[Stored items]
+-------+

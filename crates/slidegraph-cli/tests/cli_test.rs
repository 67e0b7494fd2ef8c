use std::{fs, path::Path};

use tempfile::tempdir;

use slidegraph::SlideError;
use slidegraph_cli::{Args, CliError, run, run_with_output};

const TITLE_SLIDE: &str = r#"{ "title": "Welcome", "layout": "title-only" }"#;

const DECK: &str = r#"[
    { "title": "Agenda", "layout": "title-bullets",
      "elements": [{ "type": "bullet-list", "items": ["Context", "Plan"] }] },
    { "title": "Revenue", "layout": "chart",
      "elements": [{ "type": "waterfall-chart", "deltas": [{ "label": "Q1", "value": 4 }] }] }
]"#;

fn args_for(input: &Path) -> Args {
    let mut args = Args::new(input.to_string_lossy());
    args.log_level = "off".to_string();
    args
}

#[test]
fn test_single_slide_to_output_file() {
    let dir = tempdir().expect("Failed to create temp directory");
    let input = dir.path().join("slide.json");
    fs::write(&input, TITLE_SLIDE).unwrap();
    let output = dir.path().join("nested").join("welcome.svg");

    let mut args = args_for(&input);
    args.output = Some(output.to_string_lossy().to_string());
    run(&args).expect("render should succeed");

    let svg = fs::read_to_string(&output).unwrap();
    assert!(svg.starts_with("<svg"));
    assert!(svg.contains("Welcome"));
}

#[test]
fn test_deck_to_numbered_files() {
    let dir = tempdir().expect("Failed to create temp directory");
    let input = dir.path().join("deck.json");
    fs::write(&input, DECK).unwrap();
    let out_dir = dir.path().join("svg");

    let mut args = args_for(&input);
    args.out_dir = Some(out_dir.to_string_lossy().to_string());
    run(&args).expect("render should succeed");

    let first = fs::read_to_string(out_dir.join("slide-01.svg")).unwrap();
    let second = fs::read_to_string(out_dir.join("slide-02.svg")).unwrap();
    assert!(first.contains("Agenda"));
    assert!(second.contains("Revenue"));
    assert!(!out_dir.join("slide-03.svg").exists());
}

#[test]
fn test_deck_rejects_single_output() {
    let dir = tempdir().expect("Failed to create temp directory");
    let input = dir.path().join("deck.json");
    fs::write(&input, DECK).unwrap();

    let mut args = args_for(&input);
    args.output = Some(dir.path().join("one.svg").to_string_lossy().to_string());
    assert!(matches!(run(&args), Err(CliError::Usage(_))));
}

#[test]
fn test_json_mode_reports_each_slide() {
    let dir = tempdir().expect("Failed to create temp directory");
    let input = dir.path().join("deck.json");
    fs::write(
        &input,
        r#"[ { "title": "Fine", "layout": "title-only" }, null, { "layout": "chart" } ]"#,
    )
    .unwrap();

    let mut args = args_for(&input);
    args.json = true;
    let mut out = Vec::new();
    run_with_output(&args, &mut out).expect("json mode reports failures in-band");

    let results: serde_json::Value = serde_json::from_slice(&out).unwrap();
    let results = results.as_array().unwrap();
    assert_eq!(results.len(), 3);
    assert_eq!(results[0]["success"], true);
    assert!(results[0]["svgData"].as_str().unwrap().contains("Fine"));
    assert_eq!(results[1]["error"], "structure が必要です");
    assert_eq!(results[2]["error"], "title が必要です");
}

#[test]
fn test_failed_slide_is_reported_with_position() {
    let dir = tempdir().expect("Failed to create temp directory");
    let input = dir.path().join("deck.json");
    fs::write(
        &input,
        r#"[ { "title": "Ok", "layout": "title-only" },
            { "title": "Crowded", "layout": "title-content", "elements": [
                { "type": "text-block", "text": "a" }, { "type": "text-block", "text": "b" } ] } ]"#,
    )
    .unwrap();

    let mut args = args_for(&input);
    args.out_dir = Some(dir.path().to_string_lossy().to_string());
    match run(&args) {
        Err(CliError::Render { index, source }) => {
            assert_eq!(index, 2);
            assert!(matches!(source, SlideError::SlotCapacity { .. }));
        }
        other => panic!("expected render error, got {other:?}"),
    }
}

#[test]
fn test_invalid_json_input() {
    let dir = tempdir().expect("Failed to create temp directory");
    let input = dir.path().join("broken.json");
    fs::write(&input, "{ not json").unwrap();
    assert!(matches!(run(&args_for(&input)), Err(CliError::Json(_))));
}

#[test]
fn test_missing_input_file() {
    let dir = tempdir().expect("Failed to create temp directory");
    let input = dir.path().join("absent.json");
    assert!(matches!(run(&args_for(&input)), Err(CliError::Read { .. })));
}

#[test]
fn test_explicit_config_is_applied() {
    let dir = tempdir().expect("Failed to create temp directory");
    let input = dir.path().join("slide.json");
    fs::write(
        &input,
        r#"{ "title": "Framed", "layout": "chart",
             "elements": [{ "type": "text-block", "text": "Body" }] }"#,
    )
    .unwrap();
    let config = dir.path().join("config.toml");
    fs::write(&config, "[render]\nshow_slot_frames = true\n").unwrap();
    let output = dir.path().join("framed.svg");

    let mut args = args_for(&input);
    args.config = Some(config.to_string_lossy().to_string());
    args.output = Some(output.to_string_lossy().to_string());
    run(&args).expect("render should succeed");

    assert!(fs::read_to_string(&output).unwrap().contains("slot-frames"));
}

#[test]
fn test_broken_config_is_reported() {
    let dir = tempdir().expect("Failed to create temp directory");
    let input = dir.path().join("slide.json");
    fs::write(&input, TITLE_SLIDE).unwrap();
    let config = dir.path().join("config.toml");
    fs::write(&config, "[render\nshow_slot_frames = true").unwrap();

    let mut args = args_for(&input);
    args.config = Some(config.to_string_lossy().to_string());
    assert!(matches!(run(&args), Err(CliError::Config { .. })));
}
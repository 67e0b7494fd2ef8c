//! Table renderer.
//!
//! Columns share the width evenly unless `columnWeights` supplies one
//! weight per column. Each row grows to its tallest wrapped cell (capped at
//! [`MAX_CELL_LINES`]); rows that no longer fit are summarised by a
//! "+N more rows" note.

use log::debug;

use slidegraph_core::{
    draw::{
        FontWeight, RenderLayer, ShapeStyle, Sketch, StrokeDefinition, TextDefinition,
        VerticalAlign,
    },
    geometry::{Bounds, Insets, Point, Size},
    metrics::line_height,
    text_layout::wrap,
};

use super::{
    RenderContext,
    common::{self, grid_stroke},
};
use crate::model::Table;

const TABLE_LADDER: &[f32] = &[16.0, 14.0, 13.0, 12.0];

const MAX_CELL_LINES: usize = 3;

const PAD_X: f32 = 8.0;

const PAD_Y: f32 = 6.0;

fn row_height(cells: &[String], columns: &[Bounds], size: f32) -> f32 {
    let lines = columns
        .iter()
        .enumerate()
        .map(|(index, column)| {
            let text = cells.get(index).map_or("", String::as_str);
            wrap(text, (column.width() - 2.0 * PAD_X).max(0.0), size)
                .len()
                .clamp(1, MAX_CELL_LINES)
        })
        .max()
        .unwrap_or(1);
    lines as f32 * line_height(size) + 2.0 * PAD_Y
}

pub fn render(table: &Table, sketch: &mut Sketch, ctx: &RenderContext<'_>) {
    let column_count = table
        .rows
        .iter()
        .map(Vec::len)
        .chain(std::iter::once(table.headers.len()))
        .max()
        .unwrap_or(0);
    if column_count == 0 {
        common::placeholder(sketch, ctx, "table without columns");
        return;
    }

    let area = sketch.clip();
    let weights = match &table.column_weights {
        Some(weights) if weights.len() == column_count => weights.clone(),
        Some(weights) => {
            debug!(
                weights = weights.len(),
                columns = column_count;
                "Ignoring column weights that do not match the column count"
            );
            vec![1.0; column_count]
        }
        None => vec![1.0; column_count],
    };
    let columns = area.split_columns_weighted(&weights, 0.0);
    let has_header = table.headers.iter().any(|h| !h.trim().is_empty());

    let total_height = |size: f32| -> f32 {
        let header = if has_header {
            row_height(&table.headers, &columns, size)
        } else {
            0.0
        };
        header
            + table
                .rows
                .iter()
                .map(|row| row_height(row, &columns, size))
                .sum::<f32>()
    };
    let size = TABLE_LADDER
        .iter()
        .copied()
        .find(|&size| total_height(size) <= area.height())
        .unwrap_or(TABLE_LADDER[TABLE_LADDER.len() - 1]);

    let stroke = grid_stroke(ctx);
    let mut y = area.min_y();
    let max_y = area.max_y();
    let note_height = line_height(size) + 2.0 * PAD_Y;

    if has_header {
        let height = row_height(&table.headers, &columns, size);
        if y + height > max_y {
            debug!("Table header does not fit its slot");
            return;
        }
        let fill = ctx.theme().primary();
        let band = Bounds::new_from_top_left(Point::new(area.min_x(), y), Size::new(area.width(), height));
        sketch.rect(RenderLayer::Background, band, &ShapeStyle::filled(fill), 0.0);
        let style = ctx
            .text_style(size)
            .with_color(ctx.theme().text_on(fill))
            .with_weight(FontWeight::Bold);
        draw_row(sketch, &style, &table.headers, &columns, y, height, size);
        y += height;
    }

    let cell_style = ctx.text_style(size);
    let stripe = ShapeStyle::filled(ctx.theme().surface());
    let mut drawn = 0;
    for (index, row) in table.rows.iter().enumerate() {
        let height = row_height(row, &columns, size);
        let remaining_after = table.rows.len() - index - 1;
        let needed = if remaining_after > 0 {
            height + note_height
        } else {
            height
        };
        if y + needed > max_y + 0.01 {
            break;
        }
        let band = Bounds::new_from_top_left(Point::new(area.min_x(), y), Size::new(area.width(), height));
        if index % 2 == 1 {
            sketch.rect(RenderLayer::Background, band, &stripe, 0.0);
        }
        draw_row(sketch, &cell_style, row, &columns, y, height, size);
        y += height;
        sketch.line(
            RenderLayer::Grid,
            Point::new(area.min_x(), y),
            Point::new(area.max_x(), y),
            &stroke,
        );
        drawn += 1;
    }

    let hidden = table.rows.len() - drawn;
    if hidden > 0 && y + note_height <= max_y + 0.01 {
        debug!(hidden = hidden; "Table rows do not fit, adding summary note");
        let note = format!("+{hidden} more rows");
        let band = Bounds::new_from_top_left(
            Point::new(area.min_x(), y),
            Size::new(area.width(), note_height),
        )
        .shrink(Insets::symmetric(PAD_Y, PAD_X));
        common::line_label(
            sketch,
            &ctx.muted_style(size).with_weight(FontWeight::Normal),
            &note,
            band,
            VerticalAlign::Middle,
        );
    }

    let frame = Bounds::new_from_top_left(area.min_point(), Size::new(area.width(), y - area.min_y()));
    sketch.rect(
        RenderLayer::Grid,
        frame,
        &ShapeStyle::outlined(StrokeDefinition::solid(ctx.theme().neutral(), 1.0)),
        0.0,
    );
    for column in columns.iter().skip(1) {
        sketch.line(
            RenderLayer::Grid,
            Point::new(column.min_x(), area.min_y()),
            Point::new(column.min_x(), y),
            &stroke,
        );
    }
}

fn draw_row(
    sketch: &mut Sketch,
    style: &TextDefinition,
    cells: &[String],
    columns: &[Bounds],
    y: f32,
    height: f32,
    size: f32,
) {
    for (column, text) in columns.iter().zip(cells) {
        let cell = Bounds::new_from_top_left(Point::new(column.min_x(), y), Size::new(column.width(), height))
            .shrink(Insets::symmetric(PAD_Y, PAD_X));
        common::label(sketch, style, text, cell, &[size], VerticalAlign::Middle);
    }
}

#[cfg(test)]
mod tests {
    use serde_json::json;

    use super::*;
    use crate::render::{
        common::PLACEHOLDER_TEXT,
        test_support::{markup, render, render_in},
    };

    #[test]
    fn test_table_renders_headers_and_cells() {
        let sketch = render(json!({
            "type": "table",
            "headers": ["Region", "Revenue", "Growth"],
            "rows": [["North", "120", "8%"], ["South", "95"]]
        }));
        let svg = markup(sketch);
        assert!(svg.contains("Region"));
        assert!(svg.contains("South"));
        assert!(svg.contains("font-size=\"16\""));
        assert!(!svg.contains("more rows"));
    }

    #[test]
    fn test_column_weights_move_separator() {
        let slot = Bounds::new_from_top_left(Point::new(0.0, 0.0), Size::new(400.0, 200.0));
        let weighted = markup(render_in(
            json!({
                "type": "table",
                "headers": ["A", "B"],
                "rows": [["1", "2"]],
                "columnWeights": [3.0, 1.0]
            }),
            slot,
        ));
        assert!(weighted.contains("x1=\"300\""));

        let mismatched = markup(render_in(
            json!({
                "type": "table",
                "headers": ["A", "B"],
                "rows": [["1", "2"]],
                "columnWeights": [3.0, 1.0, 1.0]
            }),
            slot,
        ));
        assert!(mismatched.contains("x1=\"200\""));
    }

    #[test]
    fn test_overflowing_rows_become_note() {
        let rows: Vec<_> = (0..40).map(|i| json!([format!("row {i}"), "value"])).collect();
        let slot = Bounds::new_from_top_left(Point::new(0.0, 0.0), Size::new(600.0, 300.0));
        let sketch = render_in(json!({ "type": "table", "headers": ["Name", "Value"], "rows": rows }), slot);
        let svg = markup(sketch);
        assert!(svg.contains("more rows"));
        assert!(svg.contains("row 0"));
        assert!(!svg.contains("row 39"));
    }

    #[test]
    fn test_row_height_grows_with_wrapping() {
        let columns = vec![Bounds::new_from_top_left(Point::new(0.0, 0.0), Size::new(80.0, 10.0))];
        let short = row_height(&["a".to_string()], &columns, 14.0);
        let long = row_height(&["a long cell that wraps".to_string()], &columns, 14.0);
        assert!(long > short);
        let capped = row_height(&["word ".repeat(50)], &columns, 14.0);
        assert!(capped <= MAX_CELL_LINES as f32 * line_height(14.0) + 2.0 * PAD_Y + 0.001);
    }

    #[test]
    fn test_empty_table_placeholder() {
        let sketch = render(json!({ "type": "table", "headers": [], "rows": [] }));
        assert!(markup(sketch).contains(PLACEHOLDER_TEXT));
    }
}
use svg::{self, node::element as svg_element};

use super::{ShapeDefinition, ShapeStyle, points_attribute};
use crate::geometry::{Bounds, Point};

/// Rhombus touching the midpoints of its bounds.
#[derive(Debug, Clone, Default)]
pub struct DiamondDefinition {
    style: ShapeStyle,
}

impl DiamondDefinition {
    pub fn new(style: ShapeStyle) -> Self {
        Self { style }
    }
}

impl ShapeDefinition for DiamondDefinition {
    fn render_to_svg(&self, bounds: Bounds) -> Box<dyn svg::Node> {
        let center = bounds.center();
        let points = [
            Point::new(center.x(), bounds.min_y()),
            Point::new(bounds.max_x(), center.y()),
            Point::new(center.x(), bounds.max_y()),
            Point::new(bounds.min_x(), center.y()),
        ];
        let polygon = svg_element::Polygon::new().set("points", points_attribute(&points));

        Box::new(apply_style!(polygon, &self.style))
    }

    fn content_bounds(&self, bounds: Bounds) -> Bounds {
        Bounds::new_from_center(bounds.center(), bounds.to_size().scale(0.5))
    }

    fn style(&self) -> &ShapeStyle {
        &self.style
    }

    fn clone_box(&self) -> Box<dyn ShapeDefinition> {
        Box::new(self.clone())
    }
}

+-------+

What you have to do
All lines above with the word "only" need to be reported.

Your response
const TITLE_SLIDE: &str = r#"{ "title": "Welcome", "layout": "title-only" }"#;
        r#"[ { "title": "Fine", "layout": "title-only" }, null, { "layout": "chart" } ]"#,
        r#"[ { "title": "Ok", "layout": "title-only" },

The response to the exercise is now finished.